A creative colleague once remarked to a developer who had the cheek to make a creative suggestion 'the problem with marketing agencies is that everyone is a #~$*%g marketing expert'. That statement received tacit approval among senior management at the time and arguably still does today in many companies. That's a problem...

Why? because I got to know that ‘developer’ over the intervening years and he changed rolls many times. He went on to be a web designer, a stint as an entrepreneur, a screen writer, and then an actor who still codes on the side, and did I mention he speaks 3 languages.

An unusual path for an unusual guy I grant you, but the unusual creative mind he possessed as a developer were never tapped at the time. He was seen to have value only as a coder an interpreter of instructions, a data scientists’ type with a logical left brain devoid of creativity. But he was in fact a polymath brimming with ideas that we potentially could have used.

A polymath (Greek: "having learned much") is a person whose expertise spans a significant number of different subject areas; such a person is known to draw on complex bodies of knowledge to solve specific problems.

Our developer friend stood out but if you think of the implicit meaning behind the creative colleague’s statement he actually meant that the problem with digital marketing agencies is that we have too many #~£$%g opinions to supress.

And there is a preverse logic to this as if you still think about a company as an army requesting input from all the soldiers prior to going into battle. Yes, this would be chaotic, disastrous even. But a marketing company is not an army, and the type of battles it faces every day are in many ways unprecedented events, so addressing the rank and file might actually be a good idea. Especially those rank and file with emotional intelligence, creativity, leadership, and commerciality, plus an ability to follow through.

So how do you pull ideas from the ranks? It’s a cultural shift for most agencies so below are four key thoughts.

1.    Everyone’s a genius 

You must assume as a starter that all of us are polymaths and declare this to the team. We all have interests outside of our day-to-day which form more of our character than the day job. We all tend to have a healthier balance between left brain magic and right brain logic than we give ourself credit for. It’s just that we tend to accept being ghettoised into roles patrolled by the thought police. 

2.    Be prepared for crap

To be clear I am not saying that all opinions will be fantastic big ideas that are grounded, measurable and will deliver a return. Most, I will wager, will be bad so embrace crap, as within them will be the odd real pearl. The big challenge is getting those people within the company who wish to express their ideas to actually do so.

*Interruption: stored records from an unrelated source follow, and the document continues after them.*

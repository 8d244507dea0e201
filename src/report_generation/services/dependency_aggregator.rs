use crate::report_generation::domain::{categorize, CategorizedReport, DependencyMap};
use std::collections::{BTreeSet, HashMap, HashSet};

/// DependencyAggregator service for reverse-dependency aggregation
///
/// This service contains pure business logic for turning raw reverse-depender
/// listings into a categorized, filtered report. It has no I/O dependencies
/// and works only with domain objects.
pub struct DependencyAggregator;

impl DependencyAggregator {
    /// Builds the {dependency -> dependers} map from raw reverse-depender
    /// listings.
    ///
    /// For each explicitly installed package, its raw dependers are trimmed;
    /// blanks and self-references (the queried package's own name sometimes
    /// survives as a header artifact) are discarded, everything else is kept
    /// verbatim, duplicates included. A package with no entry in
    /// `raw_reverse_deps`, or whose entry empties out, is treated as having
    /// no reverse dependencies and gets no map entry.
    pub fn build_dependency_map(
        explicit_packages: &HashSet<String>,
        raw_reverse_deps: &HashMap<String, Vec<String>>,
    ) -> DependencyMap {
        let mut map = DependencyMap::new();

        for package in explicit_packages {
            let Some(raw_dependers) = raw_reverse_deps.get(package) else {
                continue;
            };
            for depender in raw_dependers {
                let depender = depender.trim();
                if depender.is_empty() || depender == package {
                    continue;
                }
                map.push_depender(package, depender.to_string());
            }
        }

        map
    }

    /// Builds the final categorized report from a dependency map.
    ///
    /// Dependers are filtered down to explicitly installed packages,
    /// deduplicated, and sorted alphabetically; dependencies whose filtered
    /// set is empty are dropped entirely. Each surviving dependency lands in
    /// its `categorize`d section.
    pub fn build_report(
        dependency_map: &DependencyMap,
        explicit_packages: &HashSet<String>,
    ) -> CategorizedReport {
        let mut report = CategorizedReport::new();

        for (dependency, dependers) in dependency_map.iter() {
            // BTreeSet dedups and sorts in one pass.
            let explicit_dependers: BTreeSet<&String> = dependers
                .iter()
                .filter(|depender| explicit_packages.contains(*depender))
                .collect();

            if explicit_dependers.is_empty() {
                continue;
            }

            let sorted: Vec<String> = explicit_dependers.into_iter().cloned().collect();
            report.insert(categorize(dependency), dependency.clone(), sorted);
        }

        report
    }
}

3.    Create platforms for interaction 

Set up both explicit and implicit moments where ideas can be winkled out, weekly or monthly polymath groups. Have it build into any pitch process or new project process even put up signs in the toilet stating that you’re a polymath. Encourage more regular staff coffees, parties and generally mixing between silos. On the implicit side, make space for standing and sitting areas around water coolers in kitchens. If you have budget, engineer it into your office. Googles new campus in Mountain View, California, resembles bent rectangles designed, in the words of the search giant’s real estate chief, to maximize “casual collisions of the work force. Or when Yahoo banned its employees from working from home in 2013, the reasons it gave had less to do with productivity than serendipity. “Some of the best decisions and insights come from hallway and cafeteria discussions, meeting new people, and impromptu team meetings,” Failing that sort of budget, spill some glue on the floor to slow people down.

4.    Awards the pioneers 

You will get some first movers who are bursting to show off their polymath credentials and rise to the challenge. Over reward the pioneers, make a point, give them something they value, avoid cash if possible, as this might be as simple as a public thank you or actively promoting them across the company against the skills they have.

5. Practice what you preach

Don’t be afraid to propose new and in your world brilliant ideas. In my experience staying in the shadows of false modesty will get nothing done. Challenge yourself to do something creative once a day.

So we need to stop passively supressing ideas and start to coach and nudge others towards great thinking. Make it your mission to know each person, ask about their interests outside of work, what they did in the past what their interests are now. Some will resist and shrink back into their perceived role they must be encouraged, but the people who recognise that their additional value is in their extended skills, they will love it. By doing this you will start changing the way you do battle, start rewriting the rules and doing new things (crafting experiments), interacting with different people (shifting connections), and reinterpreting each other through the lens of the emerging possibilities.